[Records drawn from a dataset]
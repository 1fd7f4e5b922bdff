use std::collections::BTreeMap;

use serde::{Deserialize, Serialize};
use serde_json::Value;
use sitegate_core::{AppError, AppResult};

use crate::role::{RoleName, UserRole};

/// Denormalized authorization state attached to a user's session token.
///
/// `roles_set`, `site_roles` and `site_names` are caches of `roles`; call
/// [`CustomClaims::derive_from_roles`] after touching `roles`.
#[derive(Debug, Clone, Default, PartialEq, Serialize, Deserialize)]
#[serde(rename_all = "camelCase")]
pub struct CustomClaims {
    /// Legacy admin gate. Claims-side authoritative.
    #[serde(default)]
    pub admin: bool,
    /// Legacy super-admin gate. Claims-side authoritative.
    #[serde(default, rename = "super_admin")]
    pub super_admin: bool,
    /// Routes the session through the permission matrix.
    #[serde(default)]
    pub use_new_permissions: bool,
    /// Canonical role list copied from the profile record.
    #[serde(default)]
    pub roles: Vec<UserRole>,
    /// Distinct role names from `roles`.
    #[serde(default)]
    pub roles_set: Vec<RoleName>,
    /// Distinct role names per site from `roles`.
    #[serde(default)]
    pub site_roles: BTreeMap<String, Vec<RoleName>>,
    /// Site display names from `roles`.
    #[serde(default)]
    pub site_names: BTreeMap<String, String>,
    /// Self-reference to the account uid.
    #[serde(default, skip_serializing_if = "Option::is_none")]
    pub roar_uid: Option<String>,
    /// Self-reference to the account uid.
    #[serde(default, skip_serializing_if = "Option::is_none")]
    pub admin_uid: Option<String>,
    /// Self-reference to the account uid.
    #[serde(default, skip_serializing_if = "Option::is_none")]
    pub assessment_uid: Option<String>,
    /// Claims owned by other systems, carried through untouched.
    #[serde(flatten)]
    pub extra: BTreeMap<String, Value>,
}

/// Maps derivable from a role list.
#[derive(Debug, Clone, Default, PartialEq, Eq)]
pub struct DerivedRoleMaps {
    /// Distinct role names in first-appearance order.
    pub roles_set: Vec<RoleName>,
    /// Distinct role names per site in first-appearance order.
    pub site_roles: BTreeMap<String, Vec<RoleName>>,
    /// First non-empty display name per site, falling back to the site id.
    pub site_names: BTreeMap<String, String>,
}

impl DerivedRoleMaps {
    /// Derives the caches from `roles`.
    #[must_use]
    pub fn from_roles(roles: &[UserRole]) -> Self {
        let mut derived = Self::default();

        for entry in roles {
            if !derived.roles_set.contains(&entry.role) {
                derived.roles_set.push(entry.role.clone());
            }

            let site_roles = derived.site_roles.entry(entry.site_id.clone()).or_default();
            if !site_roles.contains(&entry.role) {
                site_roles.push(entry.role.clone());
            }

            let site_name = derived
                .site_names
                .entry(entry.site_id.clone())
                .or_insert_with(String::new);
            if site_name.is_empty() {
                site_name.clone_from(&entry.site_name);
            }
        }

        for (site_id, site_name) in &mut derived.site_names {
            if site_name.trim().is_empty() {
                site_name.clone_from(site_id);
            }
        }

        derived
    }
}

impl CustomClaims {
    /// Replaces `roles` and recomputes the derived caches.
    #[must_use]
    pub fn with_roles(mut self, roles: Vec<UserRole>) -> Self {
        self.roles = roles;
        self.derive_from_roles();
        self
    }

    /// Recomputes `roles_set`, `site_roles` and `site_names` from `roles`.
    pub fn derive_from_roles(&mut self) {
        let derived = DerivedRoleMaps::from_roles(&self.roles);
        self.roles_set = derived.roles_set;
        self.site_roles = derived.site_roles;
        self.site_names = derived.site_names;
    }

    /// Checks that the derived caches match what `roles` implies.
    pub fn verify_derived_fields(&self) -> AppResult<()> {
        let mut problems = Vec::new();

        if let Some(malformed) = self.roles.iter().find(|entry| !entry.is_well_formed()) {
            problems.push(format!(
                "role entry has an empty site id or role: {malformed:?}"
            ));
        }

        let expected = DerivedRoleMaps::from_roles(&self.roles);
        if self.roles_set != expected.roles_set {
            problems.push(format!(
                "rolesSet {:?} does not match roles (expected {:?})",
                self.roles_set, expected.roles_set
            ));
        }
        if self.site_roles != expected.site_roles {
            problems.push(format!(
                "siteRoles {:?} does not match roles (expected {:?})",
                self.site_roles, expected.site_roles
            ));
        }
        if self.site_names != expected.site_names {
            problems.push(format!(
                "siteNames {:?} does not match roles (expected {:?})",
                self.site_names, expected.site_names
            ));
        }

        if problems.is_empty() {
            Ok(())
        } else {
            Err(AppError::Validation(problems.join("; ")))
        }
    }

    /// Returns whether `roles` carries the global super-admin sentinel.
    #[must_use]
    pub fn has_super_admin_role(&self) -> bool {
        self.roles.iter().any(UserRole::is_super_admin_sentinel)
    }

    /// Fills missing uid self-references with `uid`.
    pub fn fill_self_references(&mut self, uid: &str) {
        for slot in [
            &mut self.roar_uid,
            &mut self.admin_uid,
            &mut self.assessment_uid,
        ] {
            if slot.as_deref().is_none_or(|value| value.trim().is_empty()) {
                *slot = Some(uid.to_owned());
            }
        }
    }
}
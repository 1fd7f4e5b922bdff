use std::collections::BTreeMap;

use serde_json::{Map, Value};

use crate::role::RoleName;

/// Document keys accepted at the top level of a permission document.
const DOCUMENT_KEYS: &[&str] = &["version", "permissions", "updatedAt"];

/// Lookup key of one permission rule.
#[derive(Debug, Clone, PartialEq, Eq, Hash, PartialOrd, Ord)]
pub struct PermissionKey {
    /// Resource name, e.g. `users`.
    pub resource: String,
    /// Action name, e.g. `delete`.
    pub action: String,
    /// Optional sub-resource, e.g. `schools` under `groups`.
    pub sub_resource: Option<String>,
}

impl PermissionKey {
    /// Creates a lookup key.
    #[must_use]
    pub fn new(resource: &str, action: &str, sub_resource: Option<&str>) -> Self {
        Self {
            resource: resource.to_owned(),
            action: action.to_owned(),
            sub_resource: sub_resource.map(str::to_owned),
        }
    }
}

/// Versioned table of minimum roles keyed by resource, action and sub-resource.
///
/// Immutable once built; a reload replaces the whole matrix.
#[derive(Debug, Clone, PartialEq, Eq)]
pub struct PermissionMatrix {
    version: String,
    rules: BTreeMap<PermissionKey, RoleName>,
}

impl PermissionMatrix {
    /// Builds a matrix from already validated rules.
    #[must_use]
    pub fn from_rules(
        version: impl Into<String>,
        rules: impl IntoIterator<Item = (PermissionKey, RoleName)>,
    ) -> Self {
        Self {
            version: version.into(),
            rules: rules.into_iter().collect(),
        }
    }

    /// Validates a decoded permission document and compiles it into a matrix.
    ///
    /// Every violation is collected; nothing is defaulted.
    pub fn from_document(document: &Value) -> Result<Self, Vec<String>> {
        let mut errors = Vec::new();

        let Some(document) = document.as_object() else {
            return Err(vec!["permission document must be an object".to_owned()]);
        };

        for key in document.keys() {
            if !DOCUMENT_KEYS.contains(&key.as_str()) {
                errors.push(format!("unknown top-level key '{key}'"));
            }
        }

        let version = match document.get("version") {
            Some(Value::String(version)) if !version.trim().is_empty() => version.clone(),
            Some(Value::Number(version)) if version.is_i64() || version.is_u64() => {
                version.to_string()
            }
            Some(other) => {
                errors.push(format!(
                    "version must be a non-empty string or an integer, found {other}"
                ));
                String::new()
            }
            None => {
                errors.push("version is required".to_owned());
                String::new()
            }
        };

        let mut rules = BTreeMap::new();
        match document.get("permissions") {
            Some(Value::Object(resources)) => compile_resources(resources, &mut rules, &mut errors),
            Some(other) => errors.push(format!("permissions must be an object, found {other}")),
            None => errors.push("permissions is required".to_owned()),
        }

        if errors.is_empty() {
            Ok(Self { version, rules })
        } else {
            Err(errors)
        }
    }

    /// Returns the document version.
    #[must_use]
    pub fn version(&self) -> &str {
        self.version.as_str()
    }

    /// Returns the number of compiled rules.
    #[must_use]
    pub fn len(&self) -> usize {
        self.rules.len()
    }

    /// Returns whether the matrix holds no rules.
    #[must_use]
    pub fn is_empty(&self) -> bool {
        self.rules.is_empty()
    }

    /// Returns the minimum role for a check.
    ///
    /// A sub-resource lookup falls back to the action-level rule.
    #[must_use]
    pub fn minimum_role(
        &self,
        resource: &str,
        action: &str,
        sub_resource: Option<&str>,
    ) -> Option<&RoleName> {
        if let Some(sub_resource) = sub_resource {
            let specific = self
                .rules
                .get(&PermissionKey::new(resource, action, Some(sub_resource)));
            if specific.is_some() {
                return specific;
            }
        }

        self.rules.get(&PermissionKey::new(resource, action, None))
    }
}

fn compile_resources(
    resources: &Map<String, Value>,
    rules: &mut BTreeMap<PermissionKey, RoleName>,
    errors: &mut Vec<String>,
) {
    for (resource, actions) in resources {
        if resource.trim().is_empty() {
            errors.push("permissions contains an empty resource name".to_owned());
            continue;
        }

        let Some(actions) = actions.as_object() else {
            errors.push(format!(
                "permissions.{resource} must be an object of actions, found {actions}"
            ));
            continue;
        };

        for (action, rule) in actions {
            if action.trim().is_empty() {
                errors.push(format!("permissions.{resource} contains an empty action name"));
                continue;
            }

            let path = format!("permissions.{resource}.{action}");
            match rule {
                Value::String(role) => {
                    if let Some(role) = parse_role(role, &path, errors) {
                        rules.insert(PermissionKey::new(resource, action, None), role);
                    }
                }
                Value::Object(sub_resources) => {
                    for (sub_resource, role) in sub_resources {
                        let sub_path = format!("{path}.{sub_resource}");
                        if sub_resource.trim().is_empty() {
                            errors.push(format!("{path} contains an empty sub-resource name"));
                            continue;
                        }
                        let Some(role) = role.as_str() else {
                            errors.push(format!("{sub_path} must be a role name, found {role}"));
                            continue;
                        };
                        if let Some(role) = parse_role(role, &sub_path, errors) {
                            rules.insert(
                                PermissionKey::new(resource, action, Some(sub_resource)),
                                role,
                            );
                        }
                    }
                }
                other => errors.push(format!(
                    "{path} must be a role name or a map of sub-resources, found {other}"
                )),
            }
        }
    }
}

fn parse_role(value: &str, path: &str, errors: &mut Vec<String>) -> Option<RoleName> {
    match RoleName::parse_defined(value) {
        Ok(role) => Some(role),
        Err(_) => {
            errors.push(format!("{path}: unknown role name '{value}'"));
            None
        }
    }
}
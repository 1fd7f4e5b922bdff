//! Application services and ports.

#![forbid(unsafe_code)]

mod authorization_front_door;
mod claims_ports;
mod claims_sync_service;
mod permission_matrix_loader;
mod permission_ports;
mod permission_service;

pub use authorization_front_door::{AuthorizationFrontDoor, SessionState};
pub use claims_ports::{
    ClaimsMirrorEntry, ClaimsMirrorRepository, IdentityProvider, ProfileRepository, SiteDirectory,
    SiteRecord,
};
pub use claims_sync_service::{
    ClaimsChangeSet, ClaimsDriftReport, ClaimsOperation, ClaimsSyncService, SiteAdminAssignment,
    SyncMode,
};
pub use permission_matrix_loader::PermissionMatrixLoader;
pub use permission_ports::{PermissionDocumentSource, TtlCache};
pub use permission_service::{
    DEFAULT_PERMISSIONS_CACHE_KEY, DEFAULT_PERMISSIONS_CACHE_TTL, PermissionLoadOutcome,
    PermissionLoadState, PermissionService, PermissionServiceConfig,
};
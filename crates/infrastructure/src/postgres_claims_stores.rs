//! PostgreSQL adapters for the stores the claims synchronizer and the
//! permission loader read and write.

mod mirror;
mod permission_document;
mod profiles;
mod sites;


pub use mirror::PostgresClaimsMirrorRepository;
pub use permission_document::{PERMISSIONS_DOCUMENT_PATH, PostgresPermissionDocumentSource};
pub use profiles::PostgresProfileRepository;
pub use sites::PostgresSiteDirectory;
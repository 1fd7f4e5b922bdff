use std::time::Duration;

use async_trait::async_trait;
use sitegate_core::AppResult;

/// Keyed cache port with per-entry expiry.
///
/// An entry is readable for exactly `ttl` after `set`; after that `get`
/// reports a miss. A zero `ttl` stores nothing.
#[async_trait]
pub trait TtlCache<V>: Send + Sync
where
    V: Clone + Send + Sync + 'static,
{
    /// Returns the live value for `key`, if any.
    async fn get(&self, key: &str) -> AppResult<Option<V>>;

    /// Stores `value` under `key` for `ttl`.
    async fn set(&self, key: &str, value: V, ttl: Duration) -> AppResult<()>;
}
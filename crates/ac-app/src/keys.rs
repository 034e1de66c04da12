use crossterm::event::{KeyCode, KeyEvent, KeyEventKind, KeyModifiers};

/// Commande déclenchée par une touche.
#[derive(Clone, Copy, Debug, PartialEq, Eq)]
pub enum Action {
    Capture,
    Reset,
    Export,
    ToggleCamera,
    /// Pas de largeur (±1 pas de 4 colonnes).
    StepWidth(i32),
    StepFontSize(i32),
    SelectProfile(usize),
    NextProfile,
    ToggleHelp,
    Quit,
}

/// Touches toujours actives, caméra allumée ou non.
#[must_use]
pub fn map_key(key: &KeyEvent) -> Option<Action> {
    if key.kind != KeyEventKind::Press {
        return None;
    }
    if key.modifiers.contains(KeyModifiers::CONTROL) {
        return matches!(key.code, KeyCode::Char('c')).then_some(Action::Quit);
    }
    let action = match key.code {
        KeyCode::Char('q') | KeyCode::Esc => Action::Quit,
        KeyCode::Char('?') => Action::ToggleHelp,
        KeyCode::Char('r') => Action::Reset,
        KeyCode::Char('s') => Action::Export,
        KeyCode::Char('v') => Action::ToggleCamera,
        KeyCode::Char('[') => Action::StepWidth(-1),
        KeyCode::Char(']') => Action::StepWidth(1),
        KeyCode::Char('-') => Action::StepFontSize(-1),
        KeyCode::Char('+' | '=') => Action::StepFontSize(1),
        KeyCode::Char(c @ '1'..='3') => Action::SelectProfile(c as usize - '1' as usize),
        KeyCode::Tab => Action::NextProfile,
        _ => return None,
    };
    Some(action)
}

/// Abonnement clavier au raccourci de capture.
///
/// Créé quand la boucle de rendu démarre, lâché quand elle s'arrête : hors
/// de cette fenêtre, Espace ne fait rien.
#[derive(Debug)]
pub struct ShortcutSubscription {
    _private: (),
}

impl ShortcutSubscription {
    #[must_use]
    pub fn subscribe() -> Self {
        log::debug!("Raccourci capture actif");
        Self { _private: () }
    }

    /// `Some(Capture)` pour Espace.
    #[must_use]
    pub fn handle(&self, key: &KeyEvent) -> Option<Action> {
        (key.kind == KeyEventKind::Press
            && key.code == KeyCode::Char(' ')
            && !key.modifiers.contains(KeyModifiers::CONTROL))
        .then_some(Action::Capture)
    }
}

impl Drop for ShortcutSubscription {
    fn drop(&mut self) {
        log::debug!("Raccourci capture retiré");
    }
}

#[cfg(test)]
mod tests {
    use super::*;

    fn press(code: KeyCode) -> KeyEvent {
        KeyEvent::new(code, KeyModifiers::NONE)
    }

    #[test]
    fn settings_keys_map_to_actions() {
        assert_eq!(map_key(&press(KeyCode::Char(']'))), Some(Action::StepWidth(1)));
        assert_eq!(map_key(&press(KeyCode::Char('['))), Some(Action::StepWidth(-1)));
        assert_eq!(map_key(&press(KeyCode::Char('+'))), Some(Action::StepFontSize(1)));
        assert_eq!(map_key(&press(KeyCode::Char('3'))), Some(Action::SelectProfile(2)));
        assert_eq!(map_key(&press(KeyCode::Tab)), Some(Action::NextProfile));
        assert_eq!(map_key(&press(KeyCode::Esc)), Some(Action::Quit));
        assert_eq!(map_key(&press(KeyCode::Char('4'))), None);
    }

    #[test]
    fn space_is_only_handled_by_subscription() {
        let space = press(KeyCode::Char(' '));
        assert_eq!(map_key(&space), None);
        let subscription = ShortcutSubscription::subscribe();
        assert_eq!(subscription.handle(&space), Some(Action::Capture));
        assert_eq!(subscription.handle(&press(KeyCode::Char('x'))), None);
    }

    #[test]
    fn releases_are_ignored() {
        let mut key = press(KeyCode::Char(' '));
        key.kind = KeyEventKind::Release;
        assert_eq!(ShortcutSubscription::subscribe().handle(&key), None);
        let mut key = press(KeyCode::Char('q'));
        key.kind = KeyEventKind::Release;
        assert_eq!(map_key(&key), None);
    }

    #[test]
    fn ctrl_c_quits() {
        let key = KeyEvent::new(KeyCode::Char('c'), KeyModifiers::CONTROL);
        assert_eq!(map_key(&key), Some(Action::Quit));
    }
}
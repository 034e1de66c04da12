use std::path::{Path, PathBuf};

use ac_core::error::{CameraFailure, CoreError};
use ac_core::frame::FrameBuffer;
use ac_core::traits::{StreamInfo, VideoSource};
use anyhow::{Context, Result};

/// Source d'image statique. Chaque tick reçoit la même frame.
///
/// Utile sans caméra (démo, tests, `--snapshot`).
///
/// # Example
/// ```
/// use ac_core::frame::FrameBuffer;
/// use ac_core::traits::VideoSource;
/// use ac_source::image::ImageSource;
///
/// let mut source = ImageSource::from_frame(FrameBuffer::new(8, 6));
/// assert!(source.current_frame().is_none());
/// let info = source.acquire().unwrap();
/// assert_eq!((info.width, info.height), (8, 6));
/// assert!(source.current_frame().is_some());
/// source.release();
/// source.release();
/// assert!(!source.is_acquired());
/// ```
pub struct ImageSource {
    origin: Origin,
    frame: Option<FrameBuffer>,
    acquired: bool,
}

enum Origin {
    File(PathBuf),
    Memory,
}

impl ImageSource {
    /// Source lue depuis le disque au moment de `acquire`.
    #[must_use]
    pub fn new(path: &Path) -> Self {
        Self {
            origin: Origin::File(path.to_path_buf()),
            frame: None,
            acquired: false,
        }
    }

    /// Source en mémoire.
    #[must_use]
    pub fn from_frame(frame: FrameBuffer) -> Self {
        Self {
            origin: Origin::Memory,
            frame: Some(frame),
            acquired: false,
        }
    }
}

impl VideoSource for ImageSource {
    fn acquire(&mut self) -> Result<StreamInfo, CoreError> {
        if let Origin::File(path) = &self.origin {
            let frame = load_image(path).map_err(|e| {
                log::warn!("ImageSource: {e:#}");
                CoreError::CameraUnavailable(CameraFailure::NoDevice)
            })?;
            self.frame = Some(frame);
        }
        let Some(frame) = &self.frame else {
            return Err(CoreError::CameraUnavailable(CameraFailure::NoDevice));
        };
        self.acquired = true;
        Ok(StreamInfo {
            width: frame.width,
            height: frame.height,
            fps: 0,
        })
    }

    fn current_frame(&mut self) -> Option<FrameBuffer> {
        if self.acquired {
            self.frame.clone()
        } else {
            None
        }
    }

    fn release(&mut self) {
        self.acquired = false;
        if matches!(self.origin, Origin::File(_)) {
            self.frame = None;
        }
    }

    fn is_acquired(&self) -> bool {
        self.acquired
    }

    fn name(&self) -> &str {
        "image"
    }
}

/// Charge une image disque en RGBA.
///
/// # Errors
/// Returns an error if the image cannot be loaded.
///
/// # Example
/// ```no_run
/// use ac_source::image::load_image;
/// use std::path::Path;
/// let frame = load_image(Path::new("test.png")).unwrap();
/// ```
pub fn load_image(path: &Path) -> Result<FrameBuffer> {
    let img = image::open(path).with_context(|| format!("Impossible de charger {}", path.display()))?;
    let rgba = img.to_rgba8();
    let (width, height) = rgba.dimensions();
    Ok(FrameBuffer {
        data: rgba.into_raw(),
        width,
        height,
    })
}
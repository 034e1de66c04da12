/// ASCII conversion engine for asciicam.
///
/// Converts pixel frames to character grids: nearest downsampling with a
/// fixed contrast boost, plain RGB-mean luminance, linear quantization.
pub mod compositor;
pub mod quantize;
pub mod sampler;
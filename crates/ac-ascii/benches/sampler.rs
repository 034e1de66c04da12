use ac_ascii::compositor::Compositor;
use ac_core::config::RenderConfig;
use ac_core::frame::FrameBuffer;
use criterion::{Criterion, black_box, criterion_group, criterion_main};

fn gradient_frame(width: u32, height: u32) -> FrameBuffer {
    let mut fb = FrameBuffer::new(width, height);
    for (i, px) in fb.data.chunks_exact_mut(4).enumerate() {
        let x = (i as u32 % width) * 255 / width;
        let v = x as u8;
        px.copy_from_slice(&[v, v, v, 255]);
    }
    fb
}

fn bench_process(c: &mut Criterion) {
    let frame = gradient_frame(1280, 720);
    let mut compositor = Compositor::new();
    for width in [60u32, 160, 320] {
        let config = RenderConfig {
            width,
            ..RenderConfig::default()
        };
        c.bench_function(&format!("compositor_720p_w{width}"), |b| {
            b.iter(|| compositor.process(black_box(&frame), black_box(&config)));
        });
    }
}

criterion_group!(benches, bench_process);
criterion_main!(benches);
use std::io::Cursor;
use std::path::{Path, PathBuf};

use ac_core::error::CoreError;
use anyhow::{Context, Result};
use image::{ImageFormat, RgbaImage};

/// Image PNG prête à être écrite. Immuable une fois produite.
#[derive(Clone, Debug, PartialEq, Eq)]
pub struct ExportArtifact {
    pub width_px: u32,
    pub height_px: u32,
    pub png: Vec<u8>,
    pub filename: String,
}

/// `ascii-cam-<unixMillis>.png`.
///
/// # Example
/// ```
/// use ac_export::artifact::artifact_filename;
/// assert_eq!(artifact_filename(1_700_000_000_123), "ascii-cam-1700000000123.png");
/// ```
#[must_use]
pub fn artifact_filename(unix_millis: i64) -> String {
    format!("ascii-cam-{unix_millis}.png")
}

/// Nom de fichier horodaté à l'instant présent.
#[must_use]
pub fn timestamped_filename() -> String {
    artifact_filename(chrono::Utc::now().timestamp_millis())
}

/// Encode un buffer RGBA en PNG.
///
/// # Errors
/// `CoreError::RenderSurfaceUnavailable` si l'encodage échoue.
pub fn encode_png(image: &RgbaImage) -> Result<Vec<u8>, CoreError> {
    let mut bytes = Vec::new();
    image
        .write_to(&mut Cursor::new(&mut bytes), ImageFormat::Png)
        .map_err(|e| CoreError::RenderSurfaceUnavailable(format!("encodage PNG: {e}")))?;
    Ok(bytes)
}

impl ExportArtifact {
    /// Écrit le PNG dans `dir` (créé au besoin) et retourne le chemin complet.
    ///
    /// # Errors
    /// Returns an error if the directory or the file cannot be written.
    pub fn save_to(&self, dir: &Path) -> Result<PathBuf> {
        std::fs::create_dir_all(dir)
            .with_context(|| format!("Création du dossier {}", dir.display()))?;
        let path = dir.join(&self.filename);
        std::fs::write(&path, &self.png)
            .with_context(|| format!("Écriture de {}", path.display()))?;
        log::info!(
            "Export: {} ({}x{})",
            path.display(),
            self.width_px,
            self.height_px
        );
        Ok(path)
    }
}
/// Frame sources for asciicam (still image, ffmpeg camera, native webcam).

pub mod camera;
pub mod image;
#[cfg(feature = "webcam")]
pub mod webcam;

use std::path::Path;

use ac_core::config::{CameraBackend, CameraConfig};
use ac_core::traits::VideoSource;

/// Construit la source caméra selon le backend configuré.
///
/// Sans la feature `webcam`, `Native` retombe sur ffmpeg.
///
/// # Example
/// ```
/// use ac_core::config::CameraConfig;
/// use ac_source::camera_source;
/// let source = camera_source(&CameraConfig::default());
/// assert_eq!(source.name(), "ffmpeg");
/// assert!(!source.is_acquired());
/// ```
#[must_use]
pub fn camera_source(config: &CameraConfig) -> Box<dyn VideoSource> {
    match config.backend {
        CameraBackend::Ffmpeg => Box::new(camera::FfmpegCamera::new(config.clone())),
        #[cfg(feature = "webcam")]
        CameraBackend::Native => Box::new(webcam::WebcamSource::new(config.clone())),
        #[cfg(not(feature = "webcam"))]
        CameraBackend::Native => {
            log::warn!("Backend natif non compilé (feature `webcam`), repli sur ffmpeg");
            Box::new(camera::FfmpegCamera::new(config.clone()))
        }
    }
}

/// Source image statique à la place de la caméra (`--image`).
#[must_use]
pub fn image_source(path: &Path) -> Box<dyn VideoSource> {
    Box::new(image::ImageSource::new(path))
}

▸ Problem statement: One figure is all that is needed: the number of lines above in which the word "PathBuf" appears.

▸ The answer: 4